Filter the entries that follow, copying every line in which the word "results" appears.

---------------

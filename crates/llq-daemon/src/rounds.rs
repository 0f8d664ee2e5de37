// crates/llq-daemon/src/rounds.rs
//
// RoundRunner: the per-round control flow of the daemon.
//
// Each round advances the height, probes the eligible set, checks protocol
// compliance, optionally runs a quorum session, and folds every observation
// into the scorer. Sessions need a wired transport; a monitoring-only
// deployment leaves it unset and the runner skips the session step.

use std::collections::BTreeSet;
use std::sync::Arc;
use std::time::Duration;

use tokio::sync::RwLock;

use llq_core::{Clock, MemberId, ProbeOutcome, QuorumError, RoundId};
use llq_gates::{GateId, GateRegistry, GateUpdate};
use llq_pose::{PoseScorer, PoseSignal};
use llq_probe::{Compliance, ComplianceChecker, Prober};
use llq_session::{Coordinator, SessionStats, SessionTransport};

/// Summary of one completed round, for logging and status reporting.
#[derive(Debug, Clone)]
pub struct RoundSummary {
    pub round: RoundId,
    pub height: u64,
    pub probed: usize,
    pub unreachable: usize,
    pub outdated: usize,
    pub session: Option<SessionStats>,
}

/// Drives the PoSe subsystem one round at a time.
pub struct RoundRunner {
    scorer: Arc<PoseScorer>,
    prober: Arc<Prober>,
    checker: ComplianceChecker,
    coordinator: Option<Coordinator>,
    gates: Arc<RwLock<GateRegistry>>,
    probe_timeout: Duration,
    height: RwLock<u64>,
    round: RwLock<RoundId>,
}

impl RoundRunner {
    pub fn new(
        scorer: Arc<PoseScorer>,
        prober: Arc<Prober>,
        checker: ComplianceChecker,
        gates: Arc<RwLock<GateRegistry>>,
        probe_timeout: Duration,
    ) -> Self {
        RoundRunner {
            scorer,
            prober,
            checker,
            coordinator: None,
            gates,
            probe_timeout,
            height: RwLock::new(0),
            round: RwLock::new(0),
        }
    }

    /// Wire a session transport, enabling the session step of each round.
    pub fn with_sessions(
        mut self,
        transport: Arc<dyn SessionTransport>,
        clock: Arc<dyn Clock>,
        config: llq_session::SessionConfig,
    ) -> Self {
        self.coordinator = Some(Coordinator::new(
            Arc::clone(&self.scorer),
            transport,
            clock,
            config,
        ));
        self
    }

    /// Apply an externally-received gate update.
    pub async fn apply_gate_update(&self, update: GateUpdate) -> Result<(), QuorumError> {
        self.gates.write().await.process_update(update)
    }

    pub async fn current_height(&self) -> u64 {
        *self.height.read().await
    }

    /// Run one full round.
    pub async fn run_round(&self) -> Result<RoundSummary, QuorumError> {
        let height = {
            let mut height = self.height.write().await;
            *height += 1;
            *height
        };
        let round = {
            let mut round = self.round.write().await;
            *round += 1;
            *round
        };

        self.scorer.advance_height(height).await;
        self.prober.begin_round(round).await;

        // Fresh gate view every round; nothing below caches it.
        let gates = self.gates.read().await.clone();

        let eligible = self.scorer.eligible_snapshot().await;
        tracing::debug!(
            "Round {} at height {}: {} eligible members",
            round,
            height,
            eligible.len()
        );

        let mut probed = 0usize;
        let mut unreachable = 0usize;

        // Reachability probing runs while the full-mesh gate is active.
        let connectivity = if gates.is_active(GateId::QuorumAllConnected, height) {
            let results = self
                .prober
                .probe_round(&eligible, self.probe_timeout)
                .await;
            probed = results.len();

            let mut connected = BTreeSet::new();
            for result in &results {
                if result.outcome == ProbeOutcome::Reachable {
                    connected.insert(result.member_id);
                } else {
                    unreachable += 1;
                    self.scorer
                        .update(&result.member_id, PoseSignal::Unreachable, height, &gates)
                        .await?;
                }
            }
            Some(connected)
        } else {
            None
        };

        // Compliance observations feed the scorer before the session.
        let mut outdated = 0usize;
        for member in &eligible {
            if self.checker.check(member) == Compliance::Outdated {
                outdated += 1;
                self.scorer
                    .update(&member.id, PoseSignal::Outdated, height, &gates)
                    .await?;
            }
        }

        let session = match &self.coordinator {
            Some(coordinator) => {
                let outcome = coordinator
                    .run_session(round, height, &gates, connectivity.as_ref())
                    .await?;
                // Session observations are next-round signals.
                for (member_id, signal) in &outcome.signals {
                    self.scorer.update(member_id, *signal, height, &gates).await?;
                }
                Some(outcome.stats)
            }
            None => None,
        };

        Ok(RoundSummary {
            round,
            height,
            probed,
            unreachable,
            outdated,
            session,
        })
    }

    /// Record an authenticated connection initiated by a member this round.
    /// The prober treats it as evidence against a failed inbound probe.
    pub async fn note_outbound_activity(&self, member_id: MemberId) {
        self.prober.note_outbound_activity(member_id).await;
    }
}

#[cfg(test)]
mod tests {
    use super::*;
    use llq_core::{Keypair, Member, SystemClock};
    use llq_gates::VALUE_ALWAYS;
    use llq_pose::PoseParams;
    use llq_probe::ProbeTransport;
    use async_trait::async_trait;

    /// Transport where every endpoint is down.
    struct DeadTransport;

    #[async_trait]
    impl ProbeTransport for DeadTransport {
        async fn connect(&self, endpoint: &str) -> Result<(), QuorumError> {
            Err(QuorumError::Network(format!("{} down", endpoint)))
        }
    }

    fn runner_with_gates(on: bool) -> (RoundRunner, Arc<PoseScorer>, Vec<Member>) {
        let scorer = Arc::new(PoseScorer::new(PoseParams::default()));
        let prober = Arc::new(Prober::new(
            Arc::new(DeadTransport) as Arc<dyn ProbeTransport>,
            Arc::new(SystemClock) as Arc<dyn Clock>,
        ));
        let authority = Keypair::generate();
        let mut gates = GateRegistry::single_authority(authority.public_key_bytes());
        if on {
            for gate in GateId::all() {
                gates
                    .process_update(GateUpdate::signed(gate, VALUE_ALWAYS, 1, &authority))
                    .unwrap();
            }
        }
        let members: Vec<Member> = (1..=3u8)
            .map(|n| Member::new(format!("203.0.113.{}:19999", n), [n; 32], 70016, 0))
            .collect();
        let runner = RoundRunner::new(
            Arc::clone(&scorer),
            prober,
            ComplianceChecker::new(70016),
            Arc::new(RwLock::new(gates)),
            Duration::from_millis(50),
        );
        (runner, scorer, members)
    }

    #[tokio::test]
    async fn test_monitoring_only_round_penalizes_unreachable() {
        let (runner, scorer, members) = runner_with_gates(true);
        for member in &members {
            scorer.register(member.clone(), 0).await;
        }

        let summary = runner.run_round().await.unwrap();
        assert_eq!(summary.height, 1);
        assert_eq!(summary.probed, 3);
        assert_eq!(summary.unreachable, 3);
        assert!(summary.session.is_none());

        for member in &members {
            let state = scorer.penalty_state(&member.id).await.unwrap();
            assert!(state.penalty > 0);
        }
    }

    #[tokio::test]
    async fn test_probing_skipped_while_gate_off() {
        let (runner, scorer, members) = runner_with_gates(false);
        for member in &members {
            scorer.register(member.clone(), 0).await;
        }

        let summary = runner.run_round().await.unwrap();
        assert_eq!(summary.probed, 0);
        assert_eq!(summary.unreachable, 0);
        for member in &members {
            let state = scorer.penalty_state(&member.id).await.unwrap();
            assert_eq!(state.penalty, 0);
        }
    }

    #[tokio::test]
    async fn test_outdated_member_flagged() {
        let (runner, scorer, mut members) = runner_with_gates(true);
        members[0].protocol_version = 70015;
        for member in &members {
            scorer.register(member.clone(), 0).await;
        }

        let summary = runner.run_round().await.unwrap();
        assert_eq!(summary.outdated, 1);
    }
}
#[cfg(test)]
mod tests {
    use super::*;
    use async_trait::async_trait;
    use llq_core::{Keypair, Member, SystemClock};
    use llq_gates::{GateUpdate, VALUE_ALWAYS};
    use llq_pose::PoseParams;
    use std::collections::HashSet;
    use tokio::sync::RwLock;

    /// Transport where configured members never answer anything.
    struct ScriptedTransport {
        silent: RwLock<HashSet<MemberId>>,
    }

    impl ScriptedTransport {
        fn new() -> Self {
            ScriptedTransport {
                silent: RwLock::new(HashSet::new()),
            }
        }

        async fn silence(&self, member: MemberId) {
            self.silent.write().await.insert(member);
        }
    }

    #[async_trait]
    impl SessionTransport for ScriptedTransport {
        async fn request_contribution(&self, member: &MemberId) -> Result<(), QuorumError> {
            if self.silent.read().await.contains(member) {
                Err(QuorumError::Network("no contribution".to_string()))
            } else {
                Ok(())
            }
        }

        async fn request_complaints(
            &self,
            member: &MemberId,
            candidates: &[MemberId],
        ) -> Result<Vec<MemberId>, QuorumError> {
            if self.silent.read().await.contains(member) {
                return Err(QuorumError::Network("no complaint response".to_string()));
            }
            // Honest members accuse every faulty candidate they observed.
            Ok(candidates.to_vec())
        }

        async fn request_commitment(&self, member: &MemberId) -> Result<(), QuorumError> {
            if self.silent.read().await.contains(member) {
                Err(QuorumError::Network("no commitment".to_string()))
            } else {
                Ok(())
            }
        }
    }

    fn all_gates_on() -> GateRegistry {
        let authority = Keypair::generate();
        let mut registry = GateRegistry::single_authority(authority.public_key_bytes());
        for gate in GateId::all() {
            registry
                .process_update(GateUpdate::signed(gate, VALUE_ALWAYS, 1, &authority))
                .unwrap();
        }
        registry
    }

    async fn setup(n: u8) -> (Arc<PoseScorer>, Arc<ScriptedTransport>, Coordinator, Vec<Member>) {
        let scorer = Arc::new(PoseScorer::new(PoseParams::default()));
        let mut members = Vec::new();
        for i in 1..=n {
            let member = Member::new(format!("10.0.0.{}:19999", i), [i; 32], 70016, 0);
            scorer.register(member.clone(), 0).await;
            members.push(member);
        }
        let transport = Arc::new(ScriptedTransport::new());
        let coordinator = Coordinator::new(
            Arc::clone(&scorer),
            Arc::clone(&transport) as Arc<dyn SessionTransport>,
            Arc::new(SystemClock),
            SessionConfig {
                min_quorum_size: 3,
                phase_timeout: Duration::from_millis(500),
            },
        );
        (scorer, transport, coordinator, members)
    }

    #[tokio::test]
    async fn test_healthy_session_finalizes() {
        let (_scorer, _transport, coordinator, members) = setup(5).await;
        let gates = all_gates_on();

        let outcome = coordinator.run_session(1, 100, &gates, None).await.unwrap();
        assert_eq!(outcome.session.phase, SessionPhase::Finalized);
        assert_eq!(outcome.stats.members, members.len());
        assert_eq!(outcome.stats.contributions, members.len());
        assert_eq!(outcome.stats.complaints, 0);
        assert_eq!(outcome.stats.commitments, members.len());
        assert!(outcome.signals.is_empty());
    }

    #[tokio::test]
    async fn test_faulty_member_complaint_accounting() {
        let (_scorer, transport, coordinator, members) = setup(6).await;
        let gates = all_gates_on();
        let faulty_id = members[5].id;
        transport.silence(faulty_id).await;

        let outcome = coordinator.run_session(1, 100, &gates, None).await.unwrap();
        let m = members.len();
        let f = 1;

        assert_eq!(outcome.session.phase, SessionPhase::Finalized);
        assert_eq!(outcome.stats.contributions, m - f);
        // Every contributing member complained about the faulty one.
        assert!(outcome.stats.complaints >= m - f - 1);
        assert_eq!(outcome.stats.required_complaints, m - f - 1);
        assert_eq!(outcome.stats.commitments, m - f);
        assert_eq!(outcome.stats.expected_commitments, m - f);
        assert_eq!(outcome.stats.faulty, vec![faulty_id]);
        assert_eq!(outcome.session.complaints.get(&faulty_id), Some(&(m - f)));

        // The faulty member gets exactly one missed-contribution signal.
        assert_eq!(
            outcome.signals,
            vec![(faulty_id, PoseSignal::MissedContribution)]
        );
    }

    #[tokio::test]
    async fn test_all_members_silent_aborts_at_contribution() {
        let (_scorer, transport, coordinator, members) = setup(3).await;
        let gates = all_gates_on();
        for member in &members {
            transport.silence(member.id).await;
        }

        let outcome = coordinator.run_session(1, 100, &gates, None).await.unwrap();
        assert_eq!(outcome.session.phase, SessionPhase::Aborted);
        assert_eq!(outcome.stats.contributions, 0);
        assert_eq!(outcome.stats.faulty.len(), members.len());
        // Every selected member is signaled for the missed contribution.
        assert_eq!(outcome.signals.len(), members.len());
        assert!(outcome
            .signals
            .iter()
            .all(|(_, s)| *s == PoseSignal::MissedContribution));
    }

    #[tokio::test]
    async fn test_session_aborts_below_min_quorum() {
        let (scorer, _transport, coordinator, members) = setup(3).await;
        let gates = all_gates_on();
        scorer.ban(&members[0].id, 50).await.unwrap();

        let outcome = coordinator.run_session(1, 100, &gates, None).await.unwrap();
        assert_eq!(outcome.session.phase, SessionPhase::Aborted);
        assert!(outcome.signals.is_empty());
        assert_eq!(outcome.stats.contributions, 0);
    }

    #[tokio::test]
    async fn test_full_mesh_gate_filters_admission() {
        let (_scorer, _transport, coordinator, members) = setup(5).await;
        let gates = all_gates_on();

        // Only four members have connection evidence this round.
        let connected: BTreeSet<MemberId> =
            members.iter().take(4).map(|m| m.id).collect();

        let outcome = coordinator
            .run_session(1, 100, &gates, Some(&connected))
            .await
            .unwrap();
        assert_eq!(outcome.stats.members, 4);
        assert!(!outcome.session.members.contains(&members[4].id));
    }

    #[tokio::test]
    async fn test_full_mesh_filter_ignored_while_gate_off() {
        let (_scorer, _transport, coordinator, members) = setup(5).await;
        // DKG on, full-mesh off.
        let authority = Keypair::generate();
        let mut gates = GateRegistry::single_authority(authority.public_key_bytes());
        gates
            .process_update(GateUpdate::signed(GateId::DkgEnabled, VALUE_ALWAYS, 1, &authority))
            .unwrap();

        let connected: BTreeSet<MemberId> =
            members.iter().take(2).map(|m| m.id).collect();

        let outcome = coordinator
            .run_session(1, 100, &gates, Some(&connected))
            .await
            .unwrap();
        assert_eq!(outcome.stats.members, members.len());
    }

    #[tokio::test]
    async fn test_eligibility_fixed_at_init() {
        let (scorer, transport, coordinator, members) = setup(5).await;
        let gates = all_gates_on();
        let failing = members[4].id;
        transport.silence(failing).await;

        let outcome = coordinator.run_session(1, 100, &gates, None).await.unwrap();
        // The member was admitted this session even though it then failed.
        assert!(outcome.session.members.contains(&failing));
        assert_eq!(outcome.session.phase, SessionPhase::Finalized);

        // Signals are for the caller to apply afterwards; eligibility is
        // unchanged until they are.
        assert!(scorer.is_eligible(&failing).await);
    }
}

---------------

* [Finished task]
            let results = self
            probed = results.len();
            for result in &results {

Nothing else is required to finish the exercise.